§ WHAT THE EXERCISE ASKS: For the records below, tally the lines that contain "EmailSender" and give only that number.

§ DATA PROVIDED:
- - -
//! Identifier newtypes for ledger entities.
//!
//! Ids are allocated sequentially by the [`LedgerStore`](crate::store::LedgerStore),
//! starting at 1 for each entity kind.

use serde::{Deserialize, Serialize};
use std::fmt;

macro_rules! entity_id {
    ($(#[$meta:meta])* $name:ident, $prefix:literal) => {
        $(#[$meta])*
        #[derive(Debug, Clone, Copy, PartialEq, Eq, PartialOrd, Ord, Hash, Serialize, Deserialize)]
        pub struct $name(u32);

        impl $name {
            pub const fn new(raw: u32) -> Self {
                Self(raw)
            }

            pub const fn get(self) -> u32 {
                self.0
            }
        }

        impl fmt::Display for $name {
            fn fmt(&self, f: &mut fmt::Formatter<'_>) -> fmt::Result {
                write!(f, "{}#{}", $prefix, self.0)
            }
        }

        impl From<u32> for $name {
            fn from(raw: u32) -> Self {
                Self(raw)
            }
        }
    };
}

entity_id!(
    /// Identifies a registered user (student or admin).
    UserId,
    "user"
);
entity_id!(
    /// Identifies a student wallet.
    WalletId,
    "wallet"
);
entity_id!(
    /// Identifies a listed book.
    BookId,
    "book"
);
entity_id!(
    /// Identifies a ledger entry.
    TransactionId,
    "tx"
);
entity_id!(RentalId, "rental");

#[cfg(test)]
mod tests {
    use super::*;

    #[test]
    fn test_display_carries_entity_prefix() {
        assert_eq!(UserId::new(3).to_string(), "user#3");
        assert_eq!(BookId::from(12).to_string(), "book#12");
        assert_eq!(TransactionId::new(1).to_string(), "tx#1");
    }

    #[test]
    fn test_ids_order_by_raw_value() {
        assert!(WalletId::new(1) < WalletId::new(2));
        assert_eq!(RentalId::new(9).get(), 9);
    }
}
use clap::{Parser, Subcommand};
use sea_orm::{ConnectOptions, Database};
use std::sync::Arc;
use tracing::{error, info, warn};

use webmonitor::db::schema::ensure_schema;
use webmonitor::db::services::{self as db_services, NewWebsite};
use webmonitor::db::store::SeaOrmStore;
use webmonitor::monitor::probes::{ReqwestHttpProbe, RustlsExpiryProbe, WhoisExpiryProbe};
use webmonitor::monitor::{CheckOutcome, CheckPipeline, TargetScheduler};
use webmonitor::notifications::senders::{EmailSender, LogSender, NotificationSender};
use webmonitor::notifications::NotificationService;
use webmonitor::server::config::MonitorConfig;
use webmonitor::server::logging::init_logging;

const VERSION: &str = env!("CARGO_PKG_VERSION");

#[derive(Parser, Debug)]
#[command(author, version, about, long_about = None)]
struct Args {
    /// Path to the configuration file
    #[arg(short, long)]
    config: Option<String>,

    #[command(subcommand)]
    command: Option<Command>,
}

#[derive(Subcommand, Debug)]
enum Command {
    /// Schedule checks for every website until Ctrl-C (default)
    Run,
    /// Check one website now
    Check { id: i32 },
    /// Check every website now
    CheckAll,
    /// Send a test email through the configured channel
    TestEmail { to: String },
    /// Add a website to monitor
    Add {
        #[arg(long)]
        name: String,
        #[arg(long)]
        url: String,
        /// Seconds between checks
        #[arg(long, default_value_t = 300)]
        interval: i32,
        /// Address for up/down notifications
        #[arg(long)]
        email: Option<String>,
    },
    /// Stop monitoring a website and delete its history
    Remove { id: i32 },
    /// Show the recorded incidents of a website
    History { id: i32 },
}

fn log_outcome(outcome: &CheckOutcome) {
    info!(
        website_id = outcome.website_id,
        status = outcome.status,
        prev_status = ?outcome.prev_status,
        notify_up = outcome.decision.notify_up,
        notify_down = outcome.decision.notify_down,
        notified = outcome.notified,
        "Check complete."
    );
}

#[tokio::main]
async fn main() -> Result<(), Box<dyn std::error::Error + Send + Sync>> {
    let args = Args::parse();

    let config = match MonitorConfig::load(args.config.as_deref()) {
        Ok(config) => config,
        Err(e) => {
            eprintln!("Failed to load configuration: {e}");
            return Err(e.into());
        }
    };

    init_logging(&config.log_dir);
    info!("Starting webmonitor, version: {}", VERSION);

    // --- Database Setup ---
    let mut opt = ConnectOptions::new(config.database_url.clone());
    opt.max_connections(10).sqlx_logging(false);
    let db = Database::connect(opt).await?;
    ensure_schema(&db).await?;

    // --- Notification Setup ---
    let sender: Arc<dyn NotificationSender> = match &config.smtp {
        Some(smtp) => Arc::new(EmailSender::new(smtp)?),
        None => {
            warn!("SMTP_HOST is not set; notifications will only be logged.");
            Arc::new(LogSender)
        }
    };
    let notifications = NotificationService::new(sender, config.templates.clone());

    // --- Engine Setup ---
    let pipeline = Arc::new(CheckPipeline::new(
        Arc::new(SeaOrmStore::new(db.clone())),
        Arc::new(ReqwestHttpProbe::new(config.http_timeout())?),
        Arc::new(RustlsExpiryProbe::new(config.probe_timeout())?),
        Arc::new(WhoisExpiryProbe::new(config.probe_timeout())),
        notifications.clone(),
    ));
    let scheduler = TargetScheduler::new(pipeline, config.max_in_flight_per_target);

    match args.command.unwrap_or(Command::Run) {
        Command::Run => {
            scheduler.start().await?;
            tokio::signal::ctrl_c().await?;
            info!("Shutdown signal received.");
            scheduler.shutdown().await;
        }
        Command::Check { id } => {
            let outcome = scheduler.run_check_now(id).await?;
            log_outcome(&outcome);
        }
        Command::CheckAll => {
            for (website_id, result) in scheduler.run_check_all().await? {
                match result {
                    Ok(outcome) => log_outcome(&outcome),
                    Err(e) => error!(website_id, error = %e, "Check failed."),
                }
            }
        }
        Command::TestEmail { to } => {
            notifications.send_test_email(&to).await?;
        }
        Command::Add {
            name,
            url,
            interval,
            email,
        } => {
            let website = db_services::create_website(
                &db,
                NewWebsite {
                    name,
                    url,
                    checking_interval: interval,
                    email_notifications: email.is_some(),
                    notification_email: email,
                },
            )
            .await?;
            info!(website_id = website.id, url = %website.url, "Website added.");
        }
        Command::Remove { id } => {
            let removed = db_services::delete_website(&db, id).await?;
            if removed == 0 {
                warn!(website_id = id, "No such website.");
            } else {
                info!(website_id = id, "Website removed.");
            }
        }
        Command::History { id } => {
            for entry in db_services::list_history(&db, id).await? {
                println!("{}\t{}", entry.timestamp.to_rfc3339(), entry.status_code);
            }
        }
    }

    Ok(())
}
- - -
§ PROBLEM SOLUTION: 2